> _Task statement_
Identify and copy all lines of the material where the string "PathBuf" is found.

> _Available data_
○ ○ ○ ○ ○

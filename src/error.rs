//! Errors that abort a sync run.
//!
//! Per-file copy problems are not errors at this level; they are collected as
//! [`CopyFailure`](crate::core::CopyFailure) records and never stop the batch.

use std::io;
use std::path::PathBuf;

use thiserror::Error;

#[derive(Debug, Error)]
pub enum SyncError {
    #[error("invalid item name {name:?}: {reason}")]
    InvalidItem { name: String, reason: &'static str },

    #[error("no items configured")]
    NoItems,

    #[error("no destination root configured")]
    NoDestination,

    #[error("source root is not a directory: {}", .0.display())]
    SourceNotDirectory(PathBuf),

    #[error("missing item {name:?} under {}", .root.display())]
    MissingItem { name: String, root: PathBuf },

    #[error("failed to scan {}: {source}", .path.display())]
    Enumerate {
        path: PathBuf,
        #[source]
        source: io::Error,
    },

    #[error("no files found in configured items")]
    NoFiles,

    #[error("destination {} overlaps source {}", .destination.display(), .source_path.display())]
    Overlap {
        source_path: PathBuf,
        destination: PathBuf,
    },

    #[error("destination exists and is not a directory: {}", .0.display())]
    DestinationNotDirectory(PathBuf),

    #[error("failed to prepare destination {}: {source}", .path.display())]
    DestinationPrep {
        path: PathBuf,
        #[source]
        source: io::Error,
    },

    #[error("failed to build worker pool with {workers} threads: {source}")]
    WorkerPool {
        workers: usize,
        #[source]
        source: rayon::ThreadPoolBuildError,
    },
}

#[derive(Debug, Error)]
pub enum ConfigWriteError {
    #[error("{} already exists; pass --force to overwrite", .0.display())]
    AlreadyExists(PathBuf),

    #[error("failed to serialize configuration: {0}")]
    Serialize(#[from] toml::ser::Error),

    #[error("failed to write {}: {source}", .path.display())]
    Io {
        path: PathBuf,
        #[source]
        source: io::Error,
    },
}

pub type Result<T, E = SyncError> = std::result::Result<T, E>;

○ ○ ○ ○ ○

> _Your solution_
use std::path::PathBuf;
    SourceNotDirectory(PathBuf),
    MissingItem { name: String, root: PathBuf },
        path: PathBuf,
        source_path: PathBuf,
        destination: PathBuf,
    DestinationNotDirectory(PathBuf),
        path: PathBuf,
    AlreadyExists(PathBuf),
        path: PathBuf,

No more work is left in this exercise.